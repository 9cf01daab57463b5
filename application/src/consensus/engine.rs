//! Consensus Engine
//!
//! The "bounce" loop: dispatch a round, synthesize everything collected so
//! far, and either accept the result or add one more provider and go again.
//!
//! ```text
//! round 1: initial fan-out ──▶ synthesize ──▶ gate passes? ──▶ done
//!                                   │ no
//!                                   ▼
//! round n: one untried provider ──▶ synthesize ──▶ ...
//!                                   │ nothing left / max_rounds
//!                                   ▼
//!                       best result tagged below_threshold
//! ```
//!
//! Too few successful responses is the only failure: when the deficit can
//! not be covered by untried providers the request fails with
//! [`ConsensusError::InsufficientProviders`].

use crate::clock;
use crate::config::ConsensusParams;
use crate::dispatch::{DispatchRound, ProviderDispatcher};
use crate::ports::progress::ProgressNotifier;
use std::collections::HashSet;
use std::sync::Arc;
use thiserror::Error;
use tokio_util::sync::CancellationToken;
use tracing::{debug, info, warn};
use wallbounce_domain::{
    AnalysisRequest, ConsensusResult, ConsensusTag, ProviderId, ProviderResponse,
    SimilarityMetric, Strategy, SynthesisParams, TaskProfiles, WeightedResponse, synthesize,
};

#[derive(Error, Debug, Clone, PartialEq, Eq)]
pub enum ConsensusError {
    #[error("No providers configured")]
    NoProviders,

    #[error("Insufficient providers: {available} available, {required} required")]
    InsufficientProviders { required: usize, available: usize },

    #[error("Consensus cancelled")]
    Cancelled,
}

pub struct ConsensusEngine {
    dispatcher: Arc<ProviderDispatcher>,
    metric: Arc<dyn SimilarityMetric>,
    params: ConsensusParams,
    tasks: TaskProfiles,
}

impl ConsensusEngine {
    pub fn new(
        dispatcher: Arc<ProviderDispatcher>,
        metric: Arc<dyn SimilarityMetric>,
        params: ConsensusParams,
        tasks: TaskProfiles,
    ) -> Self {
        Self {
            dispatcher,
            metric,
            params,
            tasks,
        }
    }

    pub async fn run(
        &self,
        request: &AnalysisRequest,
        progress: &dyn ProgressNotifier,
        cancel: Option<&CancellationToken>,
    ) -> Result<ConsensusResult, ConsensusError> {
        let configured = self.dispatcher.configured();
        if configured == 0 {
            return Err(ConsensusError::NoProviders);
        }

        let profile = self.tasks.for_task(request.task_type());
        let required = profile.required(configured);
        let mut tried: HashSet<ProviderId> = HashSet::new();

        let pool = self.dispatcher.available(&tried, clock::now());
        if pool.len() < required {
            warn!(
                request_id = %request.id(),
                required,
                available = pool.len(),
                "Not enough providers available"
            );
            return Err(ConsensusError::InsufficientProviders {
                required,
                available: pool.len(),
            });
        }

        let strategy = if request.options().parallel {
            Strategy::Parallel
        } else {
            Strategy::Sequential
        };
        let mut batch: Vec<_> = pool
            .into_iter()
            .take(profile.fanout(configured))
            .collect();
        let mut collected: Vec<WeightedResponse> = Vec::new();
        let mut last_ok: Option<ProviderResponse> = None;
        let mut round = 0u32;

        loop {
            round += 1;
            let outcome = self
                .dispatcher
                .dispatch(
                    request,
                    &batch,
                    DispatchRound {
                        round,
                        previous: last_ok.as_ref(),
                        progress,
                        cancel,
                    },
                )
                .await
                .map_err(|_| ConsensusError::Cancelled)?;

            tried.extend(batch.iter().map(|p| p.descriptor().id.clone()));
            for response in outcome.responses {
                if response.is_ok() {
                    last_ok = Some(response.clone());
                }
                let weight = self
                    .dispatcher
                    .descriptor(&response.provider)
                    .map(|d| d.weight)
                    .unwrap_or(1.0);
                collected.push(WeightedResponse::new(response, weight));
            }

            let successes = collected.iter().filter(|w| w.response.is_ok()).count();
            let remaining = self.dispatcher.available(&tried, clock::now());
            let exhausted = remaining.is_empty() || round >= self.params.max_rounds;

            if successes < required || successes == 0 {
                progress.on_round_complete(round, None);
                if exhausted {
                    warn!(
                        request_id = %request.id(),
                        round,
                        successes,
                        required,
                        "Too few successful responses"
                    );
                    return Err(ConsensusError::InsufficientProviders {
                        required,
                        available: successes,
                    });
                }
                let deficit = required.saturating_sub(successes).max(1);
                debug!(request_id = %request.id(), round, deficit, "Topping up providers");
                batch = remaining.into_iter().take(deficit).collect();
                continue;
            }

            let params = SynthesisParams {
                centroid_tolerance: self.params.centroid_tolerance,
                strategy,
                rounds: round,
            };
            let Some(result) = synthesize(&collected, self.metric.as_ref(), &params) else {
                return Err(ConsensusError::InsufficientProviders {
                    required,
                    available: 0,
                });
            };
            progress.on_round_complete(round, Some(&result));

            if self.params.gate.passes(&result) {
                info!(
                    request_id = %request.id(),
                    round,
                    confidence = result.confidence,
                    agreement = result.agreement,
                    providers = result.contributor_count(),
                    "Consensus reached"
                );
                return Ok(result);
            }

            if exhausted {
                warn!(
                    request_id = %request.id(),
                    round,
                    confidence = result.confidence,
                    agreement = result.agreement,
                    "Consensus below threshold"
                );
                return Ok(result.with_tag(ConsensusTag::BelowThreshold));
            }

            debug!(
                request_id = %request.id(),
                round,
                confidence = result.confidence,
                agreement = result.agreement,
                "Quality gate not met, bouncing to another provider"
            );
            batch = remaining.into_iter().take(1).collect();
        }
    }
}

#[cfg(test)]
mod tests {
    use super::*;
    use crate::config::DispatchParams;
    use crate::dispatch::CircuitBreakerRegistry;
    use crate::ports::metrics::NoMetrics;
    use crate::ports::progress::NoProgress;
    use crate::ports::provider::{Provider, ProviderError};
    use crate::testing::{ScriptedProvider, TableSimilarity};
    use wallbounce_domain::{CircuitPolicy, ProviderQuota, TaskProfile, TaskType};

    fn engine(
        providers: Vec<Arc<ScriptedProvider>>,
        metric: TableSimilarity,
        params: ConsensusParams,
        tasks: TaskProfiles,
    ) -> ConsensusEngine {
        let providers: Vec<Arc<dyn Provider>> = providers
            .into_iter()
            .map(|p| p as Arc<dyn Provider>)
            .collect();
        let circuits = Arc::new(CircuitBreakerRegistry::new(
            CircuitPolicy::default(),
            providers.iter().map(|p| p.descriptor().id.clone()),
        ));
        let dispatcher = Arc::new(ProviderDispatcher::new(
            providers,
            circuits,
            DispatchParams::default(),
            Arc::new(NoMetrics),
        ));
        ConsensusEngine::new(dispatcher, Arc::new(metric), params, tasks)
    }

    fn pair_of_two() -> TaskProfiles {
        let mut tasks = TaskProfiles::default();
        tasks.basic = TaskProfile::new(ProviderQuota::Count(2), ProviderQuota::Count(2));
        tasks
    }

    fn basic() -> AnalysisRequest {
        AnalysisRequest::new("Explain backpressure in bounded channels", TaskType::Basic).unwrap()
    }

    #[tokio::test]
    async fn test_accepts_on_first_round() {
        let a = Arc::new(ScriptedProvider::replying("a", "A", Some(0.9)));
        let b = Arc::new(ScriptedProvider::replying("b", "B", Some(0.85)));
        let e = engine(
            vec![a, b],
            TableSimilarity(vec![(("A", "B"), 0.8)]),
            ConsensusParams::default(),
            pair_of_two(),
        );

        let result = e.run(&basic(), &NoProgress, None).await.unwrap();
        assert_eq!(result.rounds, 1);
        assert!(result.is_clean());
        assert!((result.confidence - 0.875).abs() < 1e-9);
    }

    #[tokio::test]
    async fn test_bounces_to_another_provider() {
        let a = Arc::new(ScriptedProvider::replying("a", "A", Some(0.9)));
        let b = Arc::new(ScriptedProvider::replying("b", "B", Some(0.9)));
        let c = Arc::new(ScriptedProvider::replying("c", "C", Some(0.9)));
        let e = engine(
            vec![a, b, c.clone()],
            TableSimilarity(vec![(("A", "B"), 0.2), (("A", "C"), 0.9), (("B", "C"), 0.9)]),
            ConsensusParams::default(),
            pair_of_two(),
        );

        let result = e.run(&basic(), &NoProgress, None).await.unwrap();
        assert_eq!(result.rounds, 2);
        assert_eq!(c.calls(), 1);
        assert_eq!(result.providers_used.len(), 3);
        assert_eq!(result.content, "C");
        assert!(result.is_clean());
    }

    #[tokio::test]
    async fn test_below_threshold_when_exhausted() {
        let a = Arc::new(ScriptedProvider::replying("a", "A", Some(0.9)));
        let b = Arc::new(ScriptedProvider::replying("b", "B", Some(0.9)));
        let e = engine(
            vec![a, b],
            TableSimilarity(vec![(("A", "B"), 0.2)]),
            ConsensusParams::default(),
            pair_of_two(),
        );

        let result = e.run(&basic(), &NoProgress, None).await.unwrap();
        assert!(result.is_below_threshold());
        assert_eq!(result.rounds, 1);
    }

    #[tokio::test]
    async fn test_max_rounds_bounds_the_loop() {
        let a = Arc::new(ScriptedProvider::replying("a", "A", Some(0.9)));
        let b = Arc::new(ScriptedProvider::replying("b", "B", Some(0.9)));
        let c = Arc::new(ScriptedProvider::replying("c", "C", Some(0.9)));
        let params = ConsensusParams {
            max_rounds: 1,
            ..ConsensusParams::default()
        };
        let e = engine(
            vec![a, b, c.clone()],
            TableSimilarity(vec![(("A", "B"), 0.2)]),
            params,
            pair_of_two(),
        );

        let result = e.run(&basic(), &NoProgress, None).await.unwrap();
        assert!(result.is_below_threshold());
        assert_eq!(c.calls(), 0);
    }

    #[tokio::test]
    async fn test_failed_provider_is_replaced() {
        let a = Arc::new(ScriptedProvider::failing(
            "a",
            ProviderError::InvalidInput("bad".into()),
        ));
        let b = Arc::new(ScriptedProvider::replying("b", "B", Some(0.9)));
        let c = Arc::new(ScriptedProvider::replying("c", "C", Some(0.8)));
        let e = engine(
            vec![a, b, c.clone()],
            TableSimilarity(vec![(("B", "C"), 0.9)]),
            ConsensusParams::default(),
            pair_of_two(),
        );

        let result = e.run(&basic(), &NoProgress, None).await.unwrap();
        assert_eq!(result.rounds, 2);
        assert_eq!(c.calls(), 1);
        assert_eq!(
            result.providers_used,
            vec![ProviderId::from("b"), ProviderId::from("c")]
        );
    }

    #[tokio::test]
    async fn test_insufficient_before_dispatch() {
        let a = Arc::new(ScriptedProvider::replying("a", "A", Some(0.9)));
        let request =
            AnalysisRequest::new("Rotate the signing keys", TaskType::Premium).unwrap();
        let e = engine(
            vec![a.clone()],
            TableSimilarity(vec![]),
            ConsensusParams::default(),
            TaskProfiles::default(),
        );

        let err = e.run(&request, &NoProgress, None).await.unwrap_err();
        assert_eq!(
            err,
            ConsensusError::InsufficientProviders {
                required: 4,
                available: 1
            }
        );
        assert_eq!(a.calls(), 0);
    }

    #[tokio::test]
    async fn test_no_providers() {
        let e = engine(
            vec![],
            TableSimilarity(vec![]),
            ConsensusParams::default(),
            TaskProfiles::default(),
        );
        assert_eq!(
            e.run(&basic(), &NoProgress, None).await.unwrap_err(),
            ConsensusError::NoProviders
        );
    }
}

:: Problem details ::
Check each line above for the string "CircuitPolicy" and show the ones that have it.

:: Written response ::
    use wallbounce_domain::{CircuitPolicy, ProviderQuota, TaskProfile, TaskType};
            CircuitPolicy::default(),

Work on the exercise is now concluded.